Concurrió al punto de encuentro según lo acordado por teléfono. La calle y la neblina sobre ella la hacían memorable y siniestra. – Una broma del destino – pensó, y se aprontó a caminar con pasos más largos que los de costumbre.

La calle estaba iluminada, malamente, y sin transeúntes, más allá de un impertinente perro azabache que se paseaba raudo por la acera, y que no acudió a los nerviosos silbidos que él le dirigía.

Había al menos dos autos estacionados a su izquierda. Ninguno con pasajeros. ¿Por qué no llegas? – murmuró – y un nauseabundo hedor colmó sus sentidos. – ¡Maldito puerto! – pensó. Siguió adentrándose por aquella infame calle.

Cuando recibió el primer puñal por la espalda, sintió como que se vinieron muchas ideas a la cabeza. Un pequeño quejido se le escapó por los labios. Intentó girarse para enfrentar a su atacante, y mientras lo hacía, un segundo estoque, un tanto más certero que el primero le perforaba el sentido y quizás un pulmón. Ahora no se quejó, sino que abrió los ojos muy grandes, y por fin la vio.

Traía un vestido rojo y el semblante más pálido que nunca. Sus penetrantes ojos café brillaban y emocionada intentaba consolarlo. No te preocupes – le susurró al oído – todo terminará pronto.
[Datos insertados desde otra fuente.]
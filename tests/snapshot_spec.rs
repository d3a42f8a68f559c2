use casebook::error::SnapshotError;
use casebook::models::*;
use casebook::snapshot::{to_database, to_store, validate, ConversionOptions};
use serde_json::{json, Value};
use speculate2::speculate;
use uuid::Uuid;

fn state_from(value: Value) -> ApplicationState {
    serde_json::from_value(value).expect("Invalid application state")
}

fn intake_state() -> ApplicationState {
    state_from(json!({
        "uploadData": {
            "extractedElements": {
                "data": {
                    "basicInfo": {
                        "caseNumber": "(2023) Civil 4521",
                        "court": "Intermediate People's Court",
                        "parties": {
                            "plaintiff": [{"name": ["A", "B"]}],
                            "defendant": "Bob",
                            "thirdParty": null
                        }
                    },
                    "facts": {
                        "summary": "The borrower stopped repaying in 2021.",
                        "timeline": [{"date": "2021-03-01", "event": "Last repayment"}]
                    },
                    "evidence": {
                        "summary": "Contract and transfers",
                        "items": [
                            {"type": "书证", "description": "Loan contract", "submittedBy": "原告"},
                            {"type": "证人证言", "description": "Witness statement"}
                        ]
                    },
                    "reasoning": {"summary": "The contract is valid."}
                }
            },
            "confidence": 85,
            "aiModel": "deepseek-chat",
            "extractionMethod": "hybrid"
        }
    }))
}

fn no_sync() -> ConversionOptions {
    ConversionOptions::default().with_sync_stores(false)
}

fn store(envelope: &SnapshotEnvelope) -> DatabaseSession {
    DatabaseSession::new(
        Uuid::new_v4(),
        serde_json::to_value(envelope).expect("Failed to encode envelope"),
    )
}

speculate! {
    describe "to_database" {
        it "flattens nested party names" {
            let envelope = to_database(&intake_state(), None, &ConversionOptions::default())
                .expect("Conversion failed");
            let parties = &envelope.act1.basic_info.parties;

            assert_eq!(parties.plaintiff, vec!["A", "B"]);
            assert_eq!(parties.defendant, vec!["Bob"]);
            assert!(parties.third_party.is_empty());
        }

        it "normalizes intake metadata and evidence labels" {
            let envelope = to_database(&intake_state(), None, &ConversionOptions::default())
                .expect("Conversion failed");
            let act1 = &envelope.act1;

            assert_eq!(act1.metadata.confidence, 0.85);
            assert_eq!(act1.metadata.extraction_method, ExtractionMethod::Hybrid);
            let items = act1.evidence.items.as_ref().expect("Evidence items missing");
            assert_eq!(items[0].kind, EvidenceType::Documentary);
            assert_eq!(items[0].submitted_by, Some(SubmittedBy::Plaintiff));
            assert_eq!(items[1].kind, EvidenceType::Testimonial);
        }

        it "leaves Acts without source data absent" {
            let envelope = to_database(&intake_state(), None, &ConversionOptions::default())
                .expect("Conversion failed");

            assert!(envelope.act2.is_none());
            assert!(envelope.act3.is_none());
            assert!(envelope.act4.is_none());
            assert_eq!(envelope.session_state, SessionState::Act1);

            let encoded = serde_json::to_value(&envelope).expect("Encode failed");
            assert!(encoded.get("act2").is_none());
        }

        it "assigns chapter order from position when missing" {
            let mut state = intake_state();
            state.story_chapters = vec![
                json!({"title": "Background", "content": "..."}),
                json!({"title": "Dispute", "order": 5}),
                json!("A bare chapter"),
            ];
            let envelope = to_database(&state, None, &ConversionOptions::default())
                .expect("Conversion failed");

            let chapters = envelope.act2.expect("Act 2 missing").narrative.expect("Narrative missing").chapters;
            let orders: Vec<u32> = chapters.iter().map(|c| c.order).collect();
            assert_eq!(orders, vec![1, 5, 3]);
            assert_eq!(chapters[2].content["content"], json!("A bare chapter"));
        }

        it "deduplicates completed dialogue nodes" {
            let mut state = intake_state();
            state.socratic_data = Some(SocraticData {
                level: Some(json!("2")),
                completed_nodes: ["n1", "n2"].into_iter().map(String::from).collect(),
            });
            let envelope = to_database(&state, None, &ConversionOptions::default())
                .expect("Conversion failed");

            let act3 = envelope.act3.expect("Act 3 missing");
            assert_eq!(act3.level, 2);
            assert_eq!(act3.total_rounds, 2);
            assert_eq!(envelope.session_state, SessionState::Act3);
        }

        it "produces envelopes that validate" {
            let envelope = to_database(&intake_state(), None, &ConversionOptions::strict())
                .expect("Strict conversion failed");
            let report = validate(&serde_json::to_value(&envelope).expect("Encode failed"));
            assert!(report.success, "{}", report);
        }

        it "does not mutate the input state" {
            let state = intake_state();
            let before = state.clone();
            to_database(&state, Some("https://cdn.example/deck.pptx"), &ConversionOptions::default())
                .expect("Conversion failed");
            assert_eq!(state, before);
        }
    }

    describe "per-Act failure isolation" {
        before {
            let mut state = intake_state();
            state.story_chapters = vec![json!({"title": "Background"})];
            state.socratic_data = Some(SocraticData {
                level: Some(json!(2)),
                completed_nodes: ["n1"].into_iter().map(String::from).collect(),
            });
            state.summary_data = Some(SummaryData {
                report: Some(json!({"summary": "Repayment ordered"})),
                ppt_url: None,
                ppt_metadata: None,
            });
        }

        it "keeps Acts 1 to 3 when the summary report is unusable" {
            state.summary_data = Some(SummaryData {
                report: Some(json!(42)),
                ppt_url: None,
                ppt_metadata: None,
            });
            let envelope = to_database(&state, None, &ConversionOptions::default())
                .expect("Conversion failed");

            assert!(envelope.act4.is_none());
            assert_eq!(envelope.act1.basic_info.parties.defendant, vec!["Bob"]);
            assert!(envelope.act2.is_some());
            assert!(envelope.act3.is_some());
        }

        it "keeps the other Acts when the analysis result is unusable" {
            state.analysis_data.result = Some(json!("x"));
            let envelope = to_database(&state, None, &ConversionOptions::default())
                .expect("Conversion failed");

            assert!(envelope.act2.is_none());
            assert_eq!(envelope.act1.basic_info.parties.plaintiff, vec!["A", "B"]);
            assert!(envelope.act3.is_some());
            assert!(envelope.act4.is_some());
        }
    }

    describe "turning points" {
        it "serialize their normalized fields over leftover aliases" {
            let mut state = intake_state();
            state.timeline_analysis = Some(json!({"turningPoints": [
                {"date": "2021-03", "event": "Default", "description": "Borrower stopped paying"},
                {"date": null, "time": "2021-05", "description": "Notice"}
            ]}));
            let envelope = to_database(&state, None, &ConversionOptions::strict())
                .expect("Strict conversion failed");

            let encoded = serde_json::to_value(&envelope).expect("Encode failed");
            let points = &encoded["act2"]["timelineAnalysis"]["turningPoints"];
            assert_eq!(points[0]["description"], json!("Default"));
            assert_eq!(points[1]["date"], json!("2021-05"));

            let restored = to_store(&store(&envelope), &no_sync(), None).expect("Restore failed");
            let timeline = restored.timeline_analysis.expect("Timeline missing");
            assert_eq!(timeline["turningPoints"][1]["date"], json!("2021-05"));
        }
    }

    describe "validation modes" {
        before {
            let mut state = intake_state();
            state.story_chapters = vec![json!({"title": 42, "content": "Numbers are not titles"})];
        }

        it "rejects a malformed chapter in strict mode" {
            let err = to_database(&state, None, &ConversionOptions::strict())
                .expect_err("Strict mode should fail");
            match err {
                SnapshotError::Validation(report) => {
                    assert!(report.has_issue_at("act2.narrative.chapters[0].title"), "{}", report);
                }
                other => panic!("Unexpected error: {}", other),
            }
        }

        it "keeps the envelope in lenient mode" {
            let envelope = to_database(&state, None, &ConversionOptions::default())
                .expect("Lenient mode should succeed");
            let chapters = envelope.act2.expect("Act 2 missing").narrative.expect("Narrative missing").chapters;
            assert_eq!(chapters[0].content["title"], json!(42));
        }

        it "skips validation when asked" {
            let options = ConversionOptions::unvalidated().with_save_type(SaveType::Manual);
            let envelope = to_database(&state, None, &options).expect("Unvalidated conversion failed");
            assert_eq!(envelope.save_type, SaveType::Manual);
        }
    }

    describe "to_store" {
        it "round-trips parties and intake" {
            let envelope = to_database(&intake_state(), None, &ConversionOptions::default())
                .expect("Conversion failed");
            let restored = to_store(&store(&envelope), &no_sync(), None).expect("Restore failed");

            let again = to_database(&restored, None, &ConversionOptions::default())
                .expect("Second conversion failed");
            assert_eq!(again.act1.basic_info, envelope.act1.basic_info);
            assert_eq!(again.act1.evidence, envelope.act1.evidence);
            assert_eq!(again.act1.metadata.confidence, 0.85);
            assert_eq!(again.case_number, envelope.case_number);
        }

        it "restores Act 2 into the UI fields" {
            let mut state = intake_state();
            state.timeline_analysis = Some(json!({
                "turningPoints": [{"date": "2021-03-01", "description": "Default", "impact": "重大"}],
                "overview": "kept verbatim"
            }));
            state.claim_analysis = Some(json!({"claims": ["repayment"]}));
            let envelope = to_database(&state, None, &ConversionOptions::default())
                .expect("Conversion failed");

            let restored = to_store(&store(&envelope), &no_sync(), None).expect("Restore failed");

            let timeline = restored.timeline_analysis.expect("Timeline missing");
            assert_eq!(timeline["overview"], json!("kept verbatim"));
            assert_eq!(timeline["turningPoints"][0]["impact"], json!("major"));
            assert_eq!(restored.claim_analysis, Some(json!({"claims": ["repayment"]})));
            assert_eq!(restored.session_state.as_deref(), Some("act2"));
        }

        it "marks provenance" {
            let envelope = to_database(&intake_state(), None, &ConversionOptions::default())
                .expect("Conversion failed");
            let session = store(&envelope);
            let restored = to_store(&session, &no_sync().read_only(), None).expect("Restore failed");

            let provenance = restored.provenance.expect("Provenance missing");
            assert_eq!(provenance.session_id, session.id);
            assert!(provenance.is_read_only);
            assert_eq!(provenance.source, "database");
            assert_eq!(provenance.schema_version, CURRENT_SCHEMA_VERSION);
        }

        it "rejects snapshots from a newer schema" {
            let session = DatabaseSession::new(Uuid::new_v4(), json!({
                "schemaVersion": MAX_SUPPORTED_SCHEMA_VERSION + 1,
                "caseTitle": "From the future"
            }));
            let result = to_store(&session, &no_sync(), None);
            assert!(matches!(result, Err(SnapshotError::UnsupportedVersion { .. })));
        }

        it "reads legacy snapshots written under older field names" {
            let session = DatabaseSession::new(Uuid::new_v4(), json!({
                "schemaVersion": 1,
                "case_title": "Legacy case",
                "act1_basic_info": {"parties": {"plaintiff": {"name": "Acme Ltd"}}},
                "act2": {"story_chapters": [{"title": "Only chapter"}]},
                "act4": {"learning_report": {"summary": "Learned a lot"}, "ppt_url": "https://old/deck.pptx"}
            }));

            let restored = to_store(&session, &no_sync(), None).expect("Restore failed");

            assert_eq!(restored.upload_data.case_title.as_deref(), Some("Legacy case"));
            assert_eq!(
                restored.upload_data.extracted_elements.as_ref().expect("Intake missing")
                    ["data"]["basicInfo"]["parties"]["plaintiff"],
                json!(["Acme Ltd"])
            );
            assert_eq!(restored.story_chapters.len(), 1);
            let summary = restored.summary_data.expect("Summary missing");
            assert_eq!(summary.ppt_url.as_deref(), Some("https://old/deck.pptx"));
            assert_eq!(summary.report, Some(json!({"summary": "Learned a lot"})));
            assert_eq!(restored.session_state.as_deref(), Some("act4"));
        }

        it "degrades an empty snapshot to defaults" {
            let session = DatabaseSession::new(Uuid::new_v4(), json!({}));
            let restored = to_store(&session, &no_sync(), None).expect("Restore failed");
            assert!(restored.story_chapters.is_empty());
            assert!(restored.socratic_data.is_none());
            assert_eq!(restored.session_state.as_deref(), Some("act1"));
        }
    }
}
use serde::{Deserialize, Serialize};
use serde_json::{Map, Value};

/// Deep analysis produced during Act 2.
///
/// Only the parts the rest of the system reasons about are typed. Everything
/// else the analysis service returned travels along verbatim so a newer UI can
/// still find it.
#[derive(Debug, Clone, Default, Serialize, Deserialize, PartialEq)]
#[serde(rename_all = "camelCase")]
pub struct Act2Snapshot {
    #[serde(default, skip_serializing_if = "Option::is_none")]
    pub narrative: Option<Narrative>,
    #[serde(default, skip_serializing_if = "Option::is_none")]
    pub timeline_analysis: Option<TimelineAnalysis>,
    #[serde(default, skip_serializing_if = "Option::is_none")]
    pub evidence_questions: Option<Value>,
    #[serde(default, skip_serializing_if = "Option::is_none")]
    pub claim_analysis: Option<Value>,
}

impl Act2Snapshot {
    pub fn is_empty(&self) -> bool {
        self.narrative.is_none()
            && self.timeline_analysis.is_none()
            && self.evidence_questions.is_none()
            && self.claim_analysis.is_none()
    }
}

#[derive(Debug, Clone, Default, Serialize, Deserialize, PartialEq)]
pub struct Narrative {
    pub chapters: Vec<Chapter>,
}

/// A story chapter. `order` is 1-based and always set; the remaining keys
/// (`title`, `content`, ...) are kept exactly as generated.
#[derive(Debug, Clone, Serialize, Deserialize, PartialEq)]
pub struct Chapter {
    pub order: u32,
    #[serde(flatten)]
    pub content: Map<String, Value>,
}

#[derive(Debug, Clone, Default, Serialize, Deserialize, PartialEq)]
#[serde(rename_all = "camelCase")]
pub struct TimelineAnalysis {
    pub turning_points: Vec<TurningPoint>,
    #[serde(flatten)]
    pub extra: Map<String, Value>,
}

#[derive(Debug, Clone, Serialize, Deserialize, PartialEq)]
pub struct TurningPoint {
    pub date: String,
    pub description: String,
    pub impact: ImpactLevel,
    #[serde(flatten)]
    pub extra: Map<String, Value>,
}

#[derive(Debug, Clone, Copy, Serialize, Deserialize, PartialEq, Eq, Default)]
#[serde(rename_all = "snake_case")]
pub enum ImpactLevel {
    Major,
    #[default]
    Moderate,
    Minor,
}

impl ImpactLevel {
    pub const ALL: [ImpactLevel; 3] = [Self::Major, Self::Moderate, Self::Minor];

    pub fn as_str(&self) -> &'static str {
        match self {
            Self::Major => "major",
            Self::Moderate => "moderate",
            Self::Minor => "minor",
        }
    }
}
//! Party-list flattening.
//!
//! The extractor reports parties in whatever shape it likes: a bare string, a
//! `{ name }` object, an array of either, arrays of arrays, or objects whose
//! `name` is itself an array. [`normalize_party_list`] reduces all of them to a
//! flat list of names.

use serde_json::Value;

/// Placeholder for an entry that cannot be read as a name.
pub const UNKNOWN_PARTY: &str = "unknown";

/// Nesting deeper than this is treated as unreadable.
pub const MAX_PARTY_DEPTH: usize = 8;

/// Flatten an arbitrary party value into a list of names.
///
/// - `null` (the field is absent) yields an empty list
/// - a string yields itself, unchanged; a blank top-level string yields nothing
///   and a blank nested one becomes [`UNKNOWN_PARTY`]
/// - an object yields its `name`, flattened again if `name` is an array or object
/// - an array yields the concatenation of its flattened entries
///
/// Anything else, including entries nested deeper than [`MAX_PARTY_DEPTH`],
/// becomes [`UNKNOWN_PARTY`]. Already-flat string lists come back unchanged.
pub fn normalize_party_list(value: &Value) -> Vec<String> {
    match value {
        Value::Null => Vec::new(),
        Value::String(s) if s.trim().is_empty() => Vec::new(),
        other => {
            let mut names = Vec::new();
            flatten_into(other, 0, &mut names);
            names
        }
    }
}

fn flatten_into(value: &Value, depth: usize, out: &mut Vec<String>) {
    if depth > MAX_PARTY_DEPTH {
        tracing::debug!("Party entry nested deeper than {}, using placeholder", MAX_PARTY_DEPTH);
        out.push(UNKNOWN_PARTY.to_string());
        return;
    }

    match value {
        Value::String(name) if name.trim().is_empty() => {
            tracing::debug!("Blank party name, using placeholder");
            out.push(UNKNOWN_PARTY.to_string());
        }
        Value::String(name) => out.push(name.clone()),
        Value::Array(items) => {
            for item in items {
                flatten_into(item, depth + 1, out);
            }
        }
        Value::Object(map) => match map.get("name") {
            Some(name @ Value::String(_)) => flatten_into(name, depth, out),
            Some(nested @ (Value::Array(_) | Value::Object(_))) => {
                flatten_into(nested, depth + 1, out)
            }
            _ => {
                tracing::debug!("Party object without a usable name, using placeholder");
                out.push(UNKNOWN_PARTY.to_string());
            }
        },
        Value::Null | Value::Bool(_) | Value::Number(_) => {
            tracing::debug!("Unreadable party entry {}, using placeholder", value);
            out.push(UNKNOWN_PARTY.to_string());
        }
    }
}

#[cfg(test)]
mod tests {
    use super::*;
    use serde_json::json;

    #[test]
    fn flat_lists_are_unchanged() {
        let parties = json!(["Alice", "Bob"]);
        assert_eq!(normalize_party_list(&parties), vec!["Alice", "Bob"]);
    }

    #[test]
    fn bare_string_becomes_single_entry() {
        assert_eq!(normalize_party_list(&json!("Alice")), vec!["Alice"]);
        assert!(normalize_party_list(&json!("   ")).is_empty());
        assert!(normalize_party_list(&json!(null)).is_empty());
    }

    #[test]
    fn name_objects_and_nested_arrays_flatten() {
        let parties = json!([
            {"name": "Alice"},
            [["Bob"], {"name": ["Carol", {"name": "Dan"}]}],
        ]);
        assert_eq!(
            normalize_party_list(&parties),
            vec!["Alice", "Bob", "Carol", "Dan"]
        );
    }

    #[test]
    fn unreadable_entries_become_placeholders() {
        let parties = json!([{"role": "lender"}, 42, null, "Eve"]);
        assert_eq!(
            normalize_party_list(&parties),
            vec![UNKNOWN_PARTY, UNKNOWN_PARTY, UNKNOWN_PARTY, "Eve"]
        );
    }

    #[test]
    fn blank_nested_names_become_placeholders() {
        let parties = json!([{"name": ""}, "  ", "Alice"]);
        assert_eq!(
            normalize_party_list(&parties),
            vec![UNKNOWN_PARTY, UNKNOWN_PARTY, "Alice"]
        );
    }

    #[test]
    fn excessive_nesting_is_bounded() {
        let mut value = json!("deep");
        for _ in 0..(MAX_PARTY_DEPTH + 3) {
            value = json!([value]);
        }
        assert_eq!(normalize_party_list(&value), vec![UNKNOWN_PARTY]);
    }
}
Una tercera arremetida lo arrodilló frente a ella.

Así fue como él le quiso explicar lo mucho que aún le amaba, pero no pudo hacerlo pues la sangre le hacía borbotones en la boca, y quiso también decirle que sentía no haberla abrazado cuando se escapó de casa de sus padres, o cuando se accidentó hace un par de meses, sin embargo la sangre se le amontonaba ahora entre los dientes.

Las ideas se empezaron a juntar y nacieron miles de palabras, pero ninguna de ellas pudo escapar de sus apretados labios.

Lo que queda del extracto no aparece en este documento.